Авг
08
Опубликовано: 08 Авг 2010
Рубрика: Болезни пчел | Автор: admin

Споры имеют высокую термоустойчивость, погибают при кипячении в воде через 40—50 мин, а при действии текучего пара (102°С) — за 15—30 мин. Споры весьма устойчивы к химическим факторам. При воздействии 2%-ного раствора перекиси водорода, а также 4%-ного раствора сульфохлорантила они погибают в течение 5 ч (Г. А. Кухалашвили, 1987).

ЭПИЗООТОЛОГИЯ. Болезнь характеризуется поражением открытого и печатного расплода. Заболевание было впервые установлено в нескольких штатах Америки. В настоящее время регистрируется в Болгарии и в нашей стране. Чаще наблюдается в высокогорной зоне, характеризующейся холодным климатом. В меньшей степени встречается в предгорной зоне. Наблюдается с середины мая до конца лета.

Источники и пути распространения возбудителя болезни такие же, как и при других гнильцовых болезнях.

КЛИНИЧЕСКАЯ КАРТИНА. Заболевание характеризуется поражением открытого и печатного расплода.
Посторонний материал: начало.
//! Data-access error types
//!
//! Structured errors for Dao and storage operations: which operation failed,
//! why, and which record was involved.
//!
//! # Example
//!
//! ```rust,ignore
//! use resource_crud::dao::{DaoError, DaoErrorKind, DaoOperation};
//!
//! let error = DaoError::not_found(DaoOperation::Update, "User", 42);
//! assert!(error.is_not_found());
//! assert_eq!(error.entity_id.as_deref(), Some("42"));
//! ```

use std::fmt;

use crate::entity::AssignError;
use crate::validator::FieldError;

/// Result type for data-access operations
pub type DaoResult<T> = std::result::Result<T, DaoError>;

/// Operation being performed when the error occurred
#[derive(Debug, Clone, Copy, PartialEq, Eq, Hash)]
pub enum DaoOperation {
    /// Point lookup by id
    Get,
    /// Unfiltered listing
    All,
    /// Windowed listing
    Paginate,
    /// Counting records
    Count,
    /// Inserting a new record
    Save,
    /// Overwriting an existing record
    Update,
    /// Flipping the soft-delete flag
    SoftDelete,
    /// Physically removing a record
    HardDelete,
    /// Opening, flushing or finishing a storage session
    Session,
}

impl fmt::Display for DaoOperation {
    fn fmt(&self, f: &mut fmt::Formatter<'_>) -> fmt::Result {
        match self {
            Self::Get => write!(f, "get"),
            Self::All => write!(f, "all"),
            Self::Paginate => write!(f, "paginate"),
            Self::Count => write!(f, "count"),
            Self::Save => write!(f, "save"),
            Self::Update => write!(f, "update"),
            Self::SoftDelete => write!(f, "soft_delete"),
            Self::HardDelete => write!(f, "hard_delete"),
            Self::Session => write!(f, "session"),
        }
    }
}

/// Category of data-access error
#[derive(Debug, Clone, Copy, PartialEq, Eq, Hash)]
pub enum DaoErrorKind {
    /// Record was not found (or is soft-deleted)
    NotFound,
    /// Hard delete requested but not permitted
    OperationNotAllowed,
    /// Payload could not be assigned to the record
    ValidationFailed,
    /// Failed to reach storage
    ConnectionFailed,
    /// Operation timed out
    Timeout,
    /// Underlying storage error
    DatabaseError,
    /// Row could not be encoded or decoded
    SerializationError,
    /// Other unclassified error
    Other,
}

impl fmt::Display for DaoErrorKind {
    fn fmt(&self, f: &mut fmt::Formatter<'_>) -> fmt::Result {
        match self {
            Self::NotFound => write!(f, "not_found"),
            Self::OperationNotAllowed => write!(f, "operation_not_allowed"),
            Self::ValidationFailed => write!(f, "validation_failed"),
            Self::ConnectionFailed => write!(f, "connection_failed"),
            Self::Timeout => write!(f, "timeout"),
            Self::DatabaseError => write!(f, "database_error"),
            Self::SerializationError => write!(f, "serialization_error"),
            Self::Other => write!(f, "other"),
        }
    }
}

/// Structured data-access error with operation context
#[derive(Debug, Clone, PartialEq, Eq)]
pub struct DaoError {
    /// The operation being performed when the error occurred
    pub operation: DaoOperation,
    /// The category of error
    pub kind: DaoErrorKind,
    /// Human-readable error message
    pub message: String,
    /// The type of record involved (e.g. "User")
    pub entity_type: Option<String>,
    /// The id of the record involved
    pub entity_id: Option<String>,
    /// Field-level detail for `ValidationFailed`
    pub field_errors: Vec<FieldError>,
}

impl DaoError {
    /// Create a new data-access error
    pub fn new(operation: DaoOperation, kind: DaoErrorKind, message: impl Into<String>) -> Self {
        Self {
            operation,
            kind,
            message: message.into(),
            entity_type: None,
            entity_id: None,
            field_errors: Vec::new(),
        }
    }

    /// Create a "not found" error with record context
    pub fn not_found(
        operation: DaoOperation,
        entity_type: impl Into<String>,
        entity_id: impl fmt::Display,
    ) -> Self {
        Self::new(operation, DaoErrorKind::NotFound, "Entity not found")
            .with_entity(entity_type, entity_id.to_string())
    }

    /// Create an "operation not allowed" error for a refused hard delete
    pub fn operation_not_allowed(entity_type: impl Into<String>, entity_id: impl fmt::Display) -> Self {
        Self::new(
            DaoOperation::HardDelete,
            DaoErrorKind::OperationNotAllowed,
            "Hard delete is not allowed",
        )
        .with_entity(entity_type, entity_id.to_string())
    }

    /// Create a validation error from a failed field assignment
    pub fn assignment(operation: DaoOperation, entity_type: impl Into<String>, err: &AssignError) -> Self {
        let mut error = Self::new(operation, DaoErrorKind::ValidationFailed, err.to_string());
        error.entity_type = Some(entity_type.into());
        error.field_errors = err.field_errors();
        error
    }

    /// Create a connection failed error
    pub fn connection_failed(operation: DaoOperation, message: impl Into<String>) -> Self {
        Self::new(operation, DaoErrorKind::ConnectionFailed, message)
    }

    /// Create a timeout error
    pub fn timeout(operation: DaoOperation, message: impl Into<String>) -> Self {
        Self::new(operation, DaoErrorKind::Timeout, message)
    }

    /// Create a database error
    pub fn database_error(operation: DaoOperation, message: impl Into<String>) -> Self {
        Self::new(operation, DaoErrorKind::DatabaseError, message)
    }

    /// Create a serialization error
    pub fn serialization_error(operation: DaoOperation, message: impl Into<String>) -> Self {
        Self::new(operation, DaoErrorKind::SerializationError, message)
    }

    /// Add record context to an existing error
    #[must_use]
    pub fn with_entity(mut self, entity_type: impl Into<String>, entity_id: impl Into<String>) -> Self {
        self.entity_type = Some(entity_type.into());
        self.entity_id = Some(entity_id.into());
        self
    }

    /// Change the operation recorded on an existing error
    #[must_use]
    pub fn with_operation(mut self, operation: DaoOperation) -> Self {
        self.operation = operation;
        self
    }

    /// Whether the record was absent
    pub fn is_not_found(&self) -> bool {
        self.kind == DaoErrorKind::NotFound
    }

}

impl fmt::Display for DaoError {
    fn fmt(&self, f: &mut fmt::Formatter<'_>) -> fmt::Result {
        write!(
            f,
            "Dao {} error during {}: {}",
            self.kind, self.operation, self.message
        )?;

        if let (Some(entity_type), Some(entity_id)) = (&self.entity_type, &self.entity_id) {
            write!(f, " [{}: {}]", entity_type, entity_id)?;
        } else if let Some(entity_type) = &self.entity_type {
            write!(f, " [{}]", entity_type)?;
        }

        Ok(())
    }
}

impl std::error::Error for DaoError {}

#[cfg(feature = "database")]
impl From<sqlx::Error> for DaoError {
    fn from(err: sqlx::Error) -> Self {
        match &err {
            sqlx::Error::RowNotFound => {
                Self::new(DaoOperation::Get, DaoErrorKind::NotFound, "Row not found")
            }
            sqlx::Error::PoolTimedOut => {
                Self::timeout(DaoOperation::Session, "Connection pool timed out")
            }
            sqlx::Error::PoolClosed | sqlx::Error::Io(_) | sqlx::Error::Tls(_) => {
                Self::connection_failed(DaoOperation::Session, err.to_string())
            }
            sqlx::Error::ColumnDecode { .. } | sqlx::Error::Decode(_) => {
                Self::serialization_error(DaoOperation::Get, err.to_string())
            }
            _ => Self::database_error(DaoOperation::Session, err.to_string()),
        }
    }
}
//! Validation error types

use std::fmt;

use serde::{Deserialize, Serialize};
use serde_json::Value;
use validator::{ValidationErrors, ValidationErrorsKind};

/// Field-level validation error
#[derive(Debug, Clone, PartialEq, Eq, Serialize, Deserialize)]
pub struct FieldError {
    /// Field name (nested fields are dotted, list items indexed: `items[2].name`)
    pub field: String,
    /// Error code (e.g. "length", "range", "unknown_field")
    pub code: String,
    /// Human-readable error message
    pub message: String,
}

impl FieldError {
    /// Create a field error
    pub fn new(
        field: impl Into<String>,
        code: impl Into<String>,
        message: impl Into<String>,
    ) -> Self {
        Self {
            field: field.into(),
            code: code.into(),
            message: message.into(),
        }
    }
}

/// A write payload rejected by its write-shape
///
/// Carries the raw field-level error list and the original request body so
/// the transport layer can echo both back to the client.
#[derive(Debug, Clone, PartialEq, Serialize)]
pub struct ValidationFailure {
    /// Offending fields
    pub errors: Vec<FieldError>,
    /// Request body as received
    pub body: Value,
}

impl ValidationFailure {
    /// Create a failure for `body`
    pub fn new(errors: Vec<FieldError>, body: Value) -> Self {
        Self { errors, body }
    }

    /// Failure for a body that could not be read into the write-shape at all
    pub fn from_deserialize(err: &serde_json::Error, body: Value) -> Self {
        let field = missing_field(err).unwrap_or_default();
        Self::new(vec![FieldError::new(field, "invalid_type", err.to_string())], body)
    }

    /// Failure built from `validator` rule violations
    pub fn from_rules(errors: &ValidationErrors, body: Value) -> Self {
        let mut collected = Vec::new();
        flatten(errors, "", &mut collected);
        collected.sort_by(|a, b| a.field.cmp(&b.field));
        Self::new(collected, body)
    }

    /// Names of the offending fields
    pub fn fields(&self) -> Vec<&str> {
        self.errors.iter().map(|e| e.field.as_str()).collect()
    }
}

impl fmt::Display for ValidationFailure {
    fn fmt(&self, f: &mut fmt::Formatter<'_>) -> fmt::Result {
        write!(f, "Validation failed")?;
        if !self.errors.is_empty() {
            write!(f, ": {}", self.fields().join(", "))?;
        }
        Ok(())
    }
}

impl std::error::Error for ValidationFailure {}

fn missing_field(err: &serde_json::Error) -> Option<String> {
    let text = err.to_string();
    let rest = text.strip_prefix("missing field `")?;
    rest.split('`').next().map(str::to_string)
}

fn flatten(errors: &ValidationErrors, prefix: &str, out: &mut Vec<FieldError>) {
    for (field, kind) in errors.errors() {
        let path = if prefix.is_empty() {
            field.to_string()
        } else {
            format!("{}.{}", prefix, field)
        };
        match kind {
            ValidationErrorsKind::Field(list) => {
                for error in list {
                    let message = error
                        .message
                        .as_ref()
                        .map(|m| m.to_string())
                        .unwrap_or_else(|| format!("Invalid value ({})", error.code));
                    out.push(FieldError::new(path.clone(), error.code.to_string(), message));
                }
            }
            ValidationErrorsKind::Struct(nested) => flatten(nested, &path, out),
            ValidationErrorsKind::List(items) => {
                for (index, nested) in items {
                    flatten(nested, &format!("{}[{}]", path, index), out);
                }
            }
        }
    }
}

#[cfg(test)]
mod tests {
    use super::*;
    use serde_json::json;
    use validator::ValidationError;

    #[test]
    fn test_from_rules_flattens_field_errors() {
        let mut errors = ValidationErrors::new();
        errors.add("quantity", ValidationError::new("range"));
        let mut named = ValidationError::new("length");
        named.message = Some("Name is required".into());
        errors.add("name", named);

        let failure = ValidationFailure::from_rules(&errors, json!({"name": ""}));
        assert_eq!(failure.fields(), vec!["name", "quantity"]);
        assert_eq!(failure.errors[0].message, "Name is required");
        assert_eq!(failure.errors[1].code, "range");
        assert_eq!(failure.body, json!({"name": ""}));
    }

    #[test]
    fn test_from_deserialize_names_missing_field() {
        let err = serde_json::from_value::<std::collections::HashMap<String, u8>>(json!(1))
            .unwrap_err();
        let failure = ValidationFailure::from_deserialize(&err, json!(1));
        assert_eq!(failure.errors.len(), 1);
        assert_eq!(failure.errors[0].code, "invalid_type");
        assert_eq!(failure.errors[0].field, "");

        #[derive(Debug, serde::Deserialize)]
        #[allow(dead_code)]
        struct Needs {
            id: i64,
        }
        let err = serde_json::from_value::<Needs>(json!({})).unwrap_err();
        let failure = ValidationFailure::from_deserialize(&err, json!({}));
        assert_eq!(failure.errors[0].field, "id");
    }

    #[test]
    fn test_display_lists_fields() {
        let failure = ValidationFailure::new(
            vec![FieldError::new("name", "length", "too short")],
            Value::Null,
        );
        assert_eq!(failure.to_string(), "Validation failed: name");
    }
}
//! Resource controllers
//!
//! A [`Crud`] binds a storage backend, write hooks, a create shape, an update
//! shape and a read shape into a full HTTP resource: read-one, paginated
//! list, create, update and delete. Domain failures become [`ApiError`]s whose
//! user-facing text comes from the resource's vocabulary.
//!
//! # Example
//!
//! ```rust,ignore
//! use std::sync::Arc;
//! use resource_crud::prelude::*;
//!
//! let messages = Arc::new(MessageRegistry::from_config(&config.messages));
//!
//! let users: Crud<User, NewUser, UserPatch, UserView, _> = Crud::new(
//!     ResourceDescriptor::new(MemoryStorage::new())
//!         .with_vocabulary(Vocabulary::new().with("resource", "User")),
//!     Arc::clone(&messages),
//! )
//! .with_pagination(config.pagination.clone());
//!
//! let app = Router::new().nest("/users", Arc::new(users).router());
//! ```

mod error;
mod query;
mod resource;
mod response;
mod router;

pub use error::{ApiError, ApiErrorKind, ApiOperation};
pub use query::{PageQuery, DEFAULT_PAGE};
pub use resource::{Crud, ResourceDescriptor};
pub use response::{page_link, DeleteResponse, PageResult};
pub use router::request_url;
//! HTTP surface of a resource controller
//!
//! | Method | Path    | Operation          |
//! |--------|---------|--------------------|
//! | GET    | `/{id}` | [`Crud::read`]     |
//! | GET    | `/`     | [`Crud::index_page`] |
//! | POST   | `/`     | [`Crud::create`]   |
//! | PUT    | `/`     | [`Crud::update`]   |
//! | DELETE | `/`     | [`Crud::delete`]   |
//!
//! Mount one router per resource with `Router::nest`.

use std::sync::Arc;

use axum::{
    extract::{
        rejection::{JsonRejection, PathRejection, QueryRejection},
        OriginalUri, Path, Query, State,
    },
    http::{header, HeaderMap, Uri},
    routing::get,
    Json, Router,
};
use serde_json::Value;
use tower_http::trace::TraceLayer;
use url::Url;

use super::error::{ApiError, ApiOperation};
use super::query::PageQuery;
use super::resource::Crud;
use super::response::{DeleteResponse, PageResult};
use crate::dao::Storage;
use crate::entity::{Entity, RecordId};
use crate::service::WriteHooks;
use crate::validator::{Projection, ReadShape, WriteShape};

const FALLBACK_ORIGIN: &str = "http://localhost";

/// Absolute URL of the current request, query dropped
///
/// The origin is `public_url` when configured, else `http://{Host}`.
pub fn request_url(public_url: Option<&str>, headers: &HeaderMap, uri: &Uri) -> Result<Url, ApiError> {
    let origin = match public_url {
        Some(origin) => origin.to_string(),
        None => headers
            .get(header::HOST)
            .and_then(|host| host.to_str().ok())
            .map(|host| format!("http://{}", host))
            .unwrap_or_else(|| FALLBACK_ORIGIN.to_string()),
    };

    let mut url = Url::parse(&origin)
        .map_err(|e| ApiError::bad_request(ApiOperation::Index, format!("Invalid request URL: {}", e)))?;
    let prefix = url.path().trim_end_matches('/').to_string();
    url.set_path(&format!("{}{}", prefix, uri.path()));
    url.set_query(None);
    Ok(url)
}

fn body_or_reject(body: Result<Json<Value>, JsonRejection>, operation: ApiOperation) -> Result<Value, ApiError> {
    body.map(|Json(value)| value)
        .map_err(|rejection| ApiError::bad_request(operation, rejection.body_text()))
}

impl<E, C, U, R, St, H> Crud<E, C, U, R, St, H>
where
    E: Entity,
    C: WriteShape,
    U: WriteShape,
    R: ReadShape + for<'a> From<&'a E>,
    St: Storage<E>,
    H: WriteHooks<E>,
{
    /// Router exposing the five endpoints, wrapped in a trace layer
    pub fn router(self: Arc<Self>) -> Router {
        Router::new()
            .route(
                "/{id}",
                get(
                    |State(crud): State<Arc<Self>>, id: Result<Path<RecordId>, PathRejection>| async move {
                        crud.read_endpoint(id).await
                    },
                ),
            )
            .route(
                "/",
                get(
                    |State(crud): State<Arc<Self>>,
                     OriginalUri(uri): OriginalUri,
                     headers: HeaderMap,
                     query: Result<Query<PageQuery>, QueryRejection>| async move {
                        crud.index_endpoint(&uri, &headers, query).await
                    },
                )
                .post(
                    |State(crud): State<Arc<Self>>, body: Result<Json<Value>, JsonRejection>| async move {
                        crud.create_endpoint(body).await
                    },
                )
                .put(
                    |State(crud): State<Arc<Self>>, body: Result<Json<Value>, JsonRejection>| async move {
                        crud.update_endpoint(body).await
                    },
                )
                .delete(
                    |State(crud): State<Arc<Self>>, body: Result<Json<Value>, JsonRejection>| async move {
                        crud.delete_endpoint(body).await
                    },
                ),
            )
            .layer(TraceLayer::new_for_http())
            .with_state(self)
    }

    async fn read_endpoint(
        &self,
        id: Result<Path<RecordId>, PathRejection>,
    ) -> Result<Json<Projection<R>>, ApiError> {
        let Path(id) =
            id.map_err(|rejection| ApiError::bad_request(ApiOperation::Read, rejection.body_text()))?;
        self.read(id).await.map(Json)
    }

    async fn index_endpoint(
        &self,
        uri: &Uri,
        headers: &HeaderMap,
        query: Result<Query<PageQuery>, QueryRejection>,
    ) -> Result<Json<PageResult<Projection<R>>>, ApiError> {
        let Query(query) =
            query.map_err(|rejection| ApiError::bad_request(ApiOperation::Index, rejection.body_text()))?;
        let base = request_url(self.pagination().public_url.as_deref(), headers, uri)?;
        self.index_page(&base, query).await.map(Json)
    }

    async fn create_endpoint(
        &self,
        body: Result<Json<Value>, JsonRejection>,
    ) -> Result<Json<Projection<R>>, ApiError> {
        let raw = body_or_reject(body, ApiOperation::Create)?;
        self.create(raw).await.map(Json)
    }

    async fn update_endpoint(
        &self,
        body: Result<Json<Value>, JsonRejection>,
    ) -> Result<Json<Projection<R>>, ApiError> {
        let raw = body_or_reject(body, ApiOperation::Update)?;
        self.update(raw).await.map(Json)
    }

    async fn delete_endpoint(
        &self,
        body: Result<Json<Value>, JsonRejection>,
    ) -> Result<Json<DeleteResponse>, ApiError> {
        let raw = body_or_reject(body, ApiOperation::Delete)?;
        self.delete(raw).await.map(Json)
    }
}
Заразившиеся личинки изменяют положение в ячейке, теряют блеск, изменяют окраску от жемчужно-белой до серовато-белой. Гибель личинок чаще происходит после их запечатывания пчелами. Крышечки ячеек над пораженными личинками утолщенные, вогнутые, коричневого цвета. Часть крышечек имеет отверстия неправильной формы. В ячейках находится водянистая, а затем более тягучая масса темно-коричневого цвета и неприятного запаха. При удалении из ячеек она образует короткие, легко рвущиеся нити. После высыхания гниющая масса образует темные, чаще красновато-коричневые корочки, которые легко удаляются из ячеек.

Пораженные куколки недоразвиты, темного цвета, слегка размягчены. Количество личинок, погибающих в запечатанных ячейках, большее, чем в открытых.

ДИАГНОСТИКА. Диагноз на парагнилец устанавливают на основе характерных признаков болезни и результатов микроскопического и бактериологических исследований при условии выделения возбудителя.

Методика микроскопического исследования аналогична методике исследования на гнильцы.

Для выделения культуры возбудителя производят посевы патологического материала на МПА, МПБ, МПА с добавлением 10%-ной лошадиной сыворотки. Посевы инкубируют при 37—38°С в течение 24—48 ч.

При получении бактериального роста из характерных колоний возбудителя готовят и микроскопируют окрашенные мазки. Одновременно культуры высевают на диагностические среды для определения биохимических свойств возбудителя: жидкие среды Гисса с сахарозой, мальтозой, арабинозой, глюкозокровяной агар. Определяют способность культур восстанавливать нитраты и разлагать перекись водорода.

ПРОФИЛАКТИКА И МЕРЫ БОРЬБЫ при пара-гнильце аналогичны таковым при гнильцах.